Visitamos algumas creches e percebemos realidades certamente diferentes, entre uma e outra, porém infelizmente ainda é grande a negligência por parte dos pais perante a higienização da boca, refletindo em verdadeiras “panelas” nos “dentes de leite” onde a dor e o desconforto são indescritíveis para uma mente infantil. E, incapazes, a responsabilidade dos horários certos da higienização é dos pais, ou responsáveis, somente.

No planejamento estratégico programamos quatro encontros mensais para palestras educativas com temas diversos, e também fazíamos participação nos grupos dos Diabéticos e Hipertensos, gestantes onde, neste caso, os temas são mais voltados para os problemas específicos nas suas respectivas condições, grupos que sempre se mostraram participativos e interessados em informação, o que a meu ver é um sinal benéfico do trabalho do SUS, sempre voltado para informação e mídia.

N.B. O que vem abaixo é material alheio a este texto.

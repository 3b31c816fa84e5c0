use anyhow::{Context, Result};
use serde::{Deserialize, Serialize};
use std::fs::File;
use std::io::Read;
use std::path::{Path, PathBuf};

use crate::analysis::query_expander::QueryTemplate;

/// 默认配置文件名
pub const DEFAULT_CONFIG_FILE: &str = "trend-scout.toml";

/// LLM Provider类型
#[derive(Debug, Deserialize, Serialize, Clone, PartialEq, Default)]
pub enum LLMProvider {
    #[serde(rename = "openai")]
    #[default]
    OpenAI,
    #[serde(rename = "deepseek")]
    DeepSeek,
    #[serde(rename = "openrouter")]
    OpenRouter,
    #[serde(rename = "anthropic")]
    Anthropic,
    #[serde(rename = "ollama")]
    Ollama,
}

impl std::fmt::Display for LLMProvider {
    fn fmt(&self, f: &mut std::fmt::Formatter<'_>) -> std::fmt::Result {
        match self {
            LLMProvider::OpenAI => write!(f, "openai"),
            LLMProvider::DeepSeek => write!(f, "deepseek"),
            LLMProvider::OpenRouter => write!(f, "openrouter"),
            LLMProvider::Anthropic => write!(f, "anthropic"),
            LLMProvider::Ollama => write!(f, "ollama"),
        }
    }
}

impl std::str::FromStr for LLMProvider {
    type Err = String;

    fn from_str(s: &str) -> Result<Self, Self::Err> {
        match s.to_lowercase().as_str() {
            "openai" => Ok(LLMProvider::OpenAI),
            "deepseek" => Ok(LLMProvider::DeepSeek),
            "openrouter" => Ok(LLMProvider::OpenRouter),
            "anthropic" => Ok(LLMProvider::Anthropic),
            "ollama" => Ok(LLMProvider::Ollama),
            _ => Err(format!("Unknown provider: {}", s)),
        }
    }
}

/// 应用程序配置
#[derive(Debug, Deserialize, Serialize, Clone)]
#[serde(default)]
pub struct Config {
    /// 用户未输入主题时使用的默认问题
    pub default_topic: String,

    /// LLM模型配置
    pub llm: LLMConfig,

    /// Agent推理循环配置
    pub agent: AgentConfig,

    /// 搜索配置
    pub search: SearchConfig,

    /// 报告输出配置
    pub output: OutputConfig,

    /// 是否启用详细日志
    pub verbose: bool,
}

/// LLM模型配置
#[derive(Debug, Deserialize, Serialize, Clone)]
#[serde(default)]
pub struct LLMConfig {
    /// LLM Provider类型
    pub provider: LLMProvider,

    /// LLM API KEY
    pub api_key: String,

    /// LLM API基地址
    pub api_base_url: String,

    /// 推理使用的模型
    pub model: String,

    /// 最大tokens
    pub max_tokens: u32,
}

/// Agent推理循环配置
#[derive(Debug, Deserialize, Serialize, Clone)]
#[serde(default)]
pub struct AgentConfig {
    /// 最大迭代次数，每次迭代对应一次模型决策
    pub max_iterations: usize,

    /// 是否在控制台打印每次工具调用
    pub verbose_tools: bool,
}

/// 站点限定的搜索来源
#[derive(Debug, Deserialize, Serialize, Clone, PartialEq)]
pub struct SourceSite {
    pub domain: String,
    /// 附加在主题之后的关键词，如 "fashion trend"
    #[serde(default, skip_serializing_if = "Option::is_none")]
    pub suffix: Option<String>,
}

impl SourceSite {
    pub fn new(domain: &str, suffix: Option<&str>) -> Self {
        Self {
            domain: domain.to_string(),
            suffix: suffix.map(str::to_string),
        }
    }

    pub fn as_template(&self) -> QueryTemplate {
        QueryTemplate::Site {
            domain: self.domain.clone(),
            suffix: self.suffix.clone(),
        }
    }
}

/// 搜索配置
#[derive(Debug, Deserialize, Serialize, Clone)]
#[serde(default)]
pub struct SearchConfig {
    /// 时尚专项搜索最多发出的子查询数
    pub max_search_results: usize,

    /// HTTP User-Agent
    pub user_agent: String,

    /// 请求超时时间（秒）
    pub timeout_seconds: u64,

    /// 百科检索返回的条目数
    pub wiki_top_k: usize,

    /// 百科检索结果的最大字符数
    pub wiki_max_chars: usize,

    /// 时尚媒体来源
    pub fashion_sources: Vec<SourceSite>,

    /// 社交媒体平台
    pub social_platforms: Vec<SourceSite>,
}

/// 报告输出配置
#[derive(Debug, Deserialize, Serialize, Clone)]
#[serde(default)]
pub struct OutputConfig {
    /// 输出目录
    pub output_dir: PathBuf,

    /// save_to_txt 工具默认写入的文件
    pub default_filename: String,

    /// 结构化报告写入的文件
    pub detailed_filename: String,

    /// 每个报告块的标题行
    pub report_label: String,
}

impl Config {
    /// 从文件加载配置
    pub fn from_file(path: &Path) -> Result<Self> {
        let mut file =
            File::open(path).context(format!("Failed to open config file: {:?}", path))?;
        let mut content = String::new();
        file.read_to_string(&mut content)
            .context("Failed to read config file")?;

        let config: Config = toml::from_str(&content).context("Failed to parse config file")?;
        Ok(config)
    }

    /// 结构化报告的完整输出路径
    pub fn detailed_report_path(&self) -> PathBuf {
        self.output.output_dir.join(&self.output.detailed_filename)
    }
}

impl Default for Config {
    fn default() -> Self {
        Self {
            default_topic: String::from(
                "What are the current trending fashion styles and why are they popular?",
            ),
            llm: LLMConfig::default(),
            agent: AgentConfig::default(),
            search: SearchConfig::default(),
            output: OutputConfig::default(),
            verbose: false,
        }
    }
}

impl Default for LLMConfig {
    fn default() -> Self {
        Self {
            provider: LLMProvider::default(),
            api_key: std::env::var("OPENAI_API_KEY").unwrap_or_default(),
            api_base_url: String::from("https://api.openai.com/v1"),
            model: String::from("gpt-4o-mini"),
            max_tokens: 4096,
        }
    }
}

impl Default for AgentConfig {
    fn default() -> Self {
        Self {
            max_iterations: 10,
            verbose_tools: true,
        }
    }
}

impl Default for SearchConfig {
    fn default() -> Self {
        Self {
            max_search_results: 5,
            user_agent: format!("trend-scout/{}", env!("CARGO_PKG_VERSION")),
            timeout_seconds: 15,
            wiki_top_k: 1,
            wiki_max_chars: 1000,
            fashion_sources: vec![
                SourceSite::new("vogue.com", None),
                SourceSite::new("elle.com", None),
                SourceSite::new("wwd.com", None),
                SourceSite::new("fashionista.com", None),
                SourceSite::new("refinery29.com", None),
                SourceSite::new("whowhatwear.com", None),
                SourceSite::new("stylecaster.com", None),
                SourceSite::new("thecut.com", None),
                SourceSite::new("businessoffashion.com", None),
                SourceSite::new("instagram.com", Some("fashion")),
                SourceSite::new("tiktok.com", Some("fashion trend")),
            ],
            social_platforms: vec![
                SourceSite::new("instagram.com", Some("fashion")),
                SourceSite::new("tiktok.com", Some("fashion trend")),
                SourceSite::new("twitter.com", Some("fashion")),
                SourceSite::new("pinterest.com", Some("fashion")),
                SourceSite::new("youtube.com", Some("fashion trend")),
            ],
        }
    }
}

impl Default for OutputConfig {
    fn default() -> Self {
        Self {
            output_dir: PathBuf::from("trend_analysis_output"),
            default_filename: String::from("trend_analysis.txt"),
            detailed_filename: String::from("detailed_trend_analysis.txt"),
            report_label: String::from("Trend Analysis Report"),
        }
    }
}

A doença periodontal, assim como a cárie, é uma doença que também incomoda muito a população e, na nossa realidade diária, isso não se fez diferente.

A mudança progressiva do pensamento coletivo irá depender de qual será o foco do atendimento odontotólogo ao paciente. E isso deve ser inserido ao pensamento individual de cada um da área abrangente. É possível modificar o pensamento coletivo, porém isso requer tempo, paciência e dedicação pessoal por parte da equipe profissional envolvida, para que cada paciente se sinta acolhido e com isso parceiro e instrumento chave para a erradicação da cárie e de outros problemas da boca.

Fernando Augusto Machado Alves é cirurgião dentista e clínico geral.